Dirma menyunggingkan senyumannya. Sangat manis tapi Zella berusaha untuk tidak terpikat.

"Naik ke motor gue cepat."

"Hah?" tanya Zella menatap Dirma horor.

"Mau pulang, 'kan?"

"Kok ngajak gue?"

"Pantas gue sebut Jeli, lembek dan lambat."

Rahang Zella mengeras. Cowok itu suka sekali membuatnya emosi.
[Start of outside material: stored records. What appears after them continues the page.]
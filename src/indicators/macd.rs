// Moving Average Convergence Divergence
use super::moving_average::ewma;
use crate::models::{IndicatorOutcome, MacdResult, PriceSeries};

/// Last MACD line (`fast EMA - slow EMA`) and signal line (EMA of the MACD
/// line) values. Needs at least `slow_span` points.
pub fn compute_macd(
    series: &PriceSeries,
    fast_span: usize,
    slow_span: usize,
    signal_span: usize,
) -> IndicatorOutcome<MacdResult> {
    let required = slow_span.max(fast_span).max(1);
    if series.len() < required {
        return IndicatorOutcome::Insufficient {
            required,
            available: series.len(),
        };
    }

    let closes = series.closes();
    let fast = ewma(&closes, fast_span);
    let slow = ewma(&closes, slow_span);

    let macd_line: Vec<f64> = fast.iter().zip(slow.iter()).map(|(f, s)| f - s).collect();
    let signal_line = ewma(&macd_line, signal_span);

    match (macd_line.last(), signal_line.last()) {
        (Some(&macd), Some(&signal)) => IndicatorOutcome::Ready(MacdResult { macd, signal }),
        _ => IndicatorOutcome::Insufficient {
            required,
            available: series.len(),
        },
    }
}

#[cfg(test)]
mod tests {
    use super::*;
    use crate::indicators::test_support::{constant, hourly, rising};
    use crate::models::MacdSignal;

    #[test]
    fn test_macd_insufficient_below_slow_span() {
        let outcome = compute_macd(&rising(25, 10.0, 1.0), 12, 26, 9);
        assert_eq!(outcome, IndicatorOutcome::Insufficient { required: 26, available: 25 });
    }

    #[test]
    fn test_macd_exactly_slow_span_points() {
        assert!(!compute_macd(&rising(26, 10.0, 1.0), 12, 26, 9).is_insufficient());
    }

    #[test]
    fn test_macd_constant_prices_are_zero() {
        let result = *compute_macd(&constant(30, 100.0), 12, 26, 9).value().unwrap();
        assert_eq!(result, MacdResult { macd: 0.0, signal: 0.0 });
        assert_eq!(result.recommendation(), MacdSignal::Neutral);
    }

    #[test]
    fn test_macd_uptrend_is_bullish() {
        let result = *compute_macd(&rising(26, 100.0, 1.0), 12, 26, 9).value().unwrap();
        assert!(result.macd > 0.0);
        assert!(result.macd > result.signal);
        assert_eq!(result.recommendation(), MacdSignal::Buy);
    }

    #[test]
    fn test_macd_downtrend_is_bearish() {
        let result = *compute_macd(&rising(40, 200.0, -2.0), 12, 26, 9).value().unwrap();
        assert!(result.macd < 0.0);
        assert_eq!(result.recommendation(), MacdSignal::Sell);
    }

    #[test]
    fn test_macd_matches_recurrence_on_small_spans() {
        // fast span 1 (alpha 1) tracks price, slow span 3 (alpha 0.5), signal span 1
        let series = hourly(&[10.0, 12.0, 11.0, 15.0]);
        let result = *compute_macd(&series, 1, 3, 1).value().unwrap();
        // slow: 10, 11, 11, 13 -> macd: 0, 1, 0, 2
        assert_eq!(result, MacdResult { macd: 2.0, signal: 2.0 });
    }

    #[test]
    fn test_macd_is_deterministic() {
        let series = hourly(&[
            101.3, 100.8, 102.4, 103.9, 103.1, 104.6, 102.2, 101.7, 103.3, 105.0, 106.2, 105.8,
            104.9, 106.6, 107.1, 108.4, 107.7, 106.9, 108.8, 110.2, 109.5, 111.0, 110.4, 112.3,
            111.8, 113.6, 112.9, 114.1,
        ]);
        let first = compute_macd(&series, 12, 26, 9);
        let second = compute_macd(&series, 12, 26, 9);
        let (a, b) = (first.value().unwrap(), second.value().unwrap());
        assert_eq!(a.macd.to_bits(), b.macd.to_bits());
        assert_eq!(a.signal.to_bits(), b.signal.to_bits());
    }
}
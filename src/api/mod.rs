pub mod yahoo;
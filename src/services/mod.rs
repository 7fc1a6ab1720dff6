pub mod ping_service;
pub mod stock_service;
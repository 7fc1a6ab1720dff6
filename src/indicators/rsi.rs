// Relative Strength Index
use crate::models::{IndicatorOutcome, PriceSeries, RsiResult};

/// RSI reported when the trailing window has neither gains nor losses.
pub const FLAT_MARKET_RSI: f64 = 50.0;

/// RSI at the most recent point, using simple averages of gains and losses
/// over the trailing `window` positions.
///
/// The first point has no predecessor and contributes neither a gain nor a
/// loss, so `window` points are enough for one full window.
pub fn compute_rsi(series: &PriceSeries, window: usize) -> IndicatorOutcome<RsiResult> {
    let window = window.max(1);
    if series.len() < window {
        return IndicatorOutcome::Insufficient {
            required: window,
            available: series.len(),
        };
    }

    let closes = series.closes();
    let start = closes.len() - window;

    let mut gains = 0.0;
    let mut losses = 0.0;
    for i in start.max(1)..closes.len() {
        let change = closes[i] - closes[i - 1];
        if change > 0.0 {
            gains += change;
        } else {
            losses -= change; // losses are positive values
        }
    }

    let avg_gain = gains / window as f64;
    let avg_loss = losses / window as f64;

    IndicatorOutcome::Ready(RsiResult {
        value: rsi_from_averages(avg_gain, avg_loss),
    })
}

fn rsi_from_averages(avg_gain: f64, avg_loss: f64) -> f64 {
    if avg_loss == 0.0 {
        if avg_gain == 0.0 {
            return FLAT_MARKET_RSI;
        }
        return 100.0;
    }
    let rs = avg_gain / avg_loss;
    100.0 - (100.0 / (1.0 + rs))
}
Tidak ada bedanya dengan Fajar. Dua cowok dengan karakter berbeda namun punya hobi yang sama, membuatnya cepat mati.

"Kebanyakan mikir lo."

"Lo ngajak gue pulang emang gue mau?"

"Enggak." balas Dirma santai.

Zella mengangguk.

"Tapi gue mau nganterin lo pulang. Masa nggak mau dianter pulang? Cuma lo yang nggak mau dapet gratisan, Zel."

"Gue udah punya supir pribadi."

"Angkot?"

Zella mengangguk lagi.

Dirma tertawa keras.

"Kalo supir pribadi, kenapa datengnya telat?"

Zella kehabisan akal untuk membalas ucapan Dirma. Cowok itu selalu berhasil mengalahkannya.

"Astaga, Jeli. Udah ayo gue anterin pulang. Mikirin apa sih?" Dirma mendekatkan wajahnya ke wajah Zella. Cewek itu reflek memundurkan wajahnya. "Lo takut sama Maura?"

Dirma mengangguk seraya tersenyum. Ia kembali menegakan punggungnya.

"Lo nggak usah takut sama dia. Maura ada dibawah kuasa gue. Meskipun dia pacar gue bukan berarti seluruh kehidupan gue selalu bergantung sama dia. Begitupun dengan elo, Zel. Lo nggak usah bergantung sama Fajar. Semakin lo bergantung semakin nggak jelas hidup lo."

Berhenti bikin gue makin berharap sama lo, Dirma.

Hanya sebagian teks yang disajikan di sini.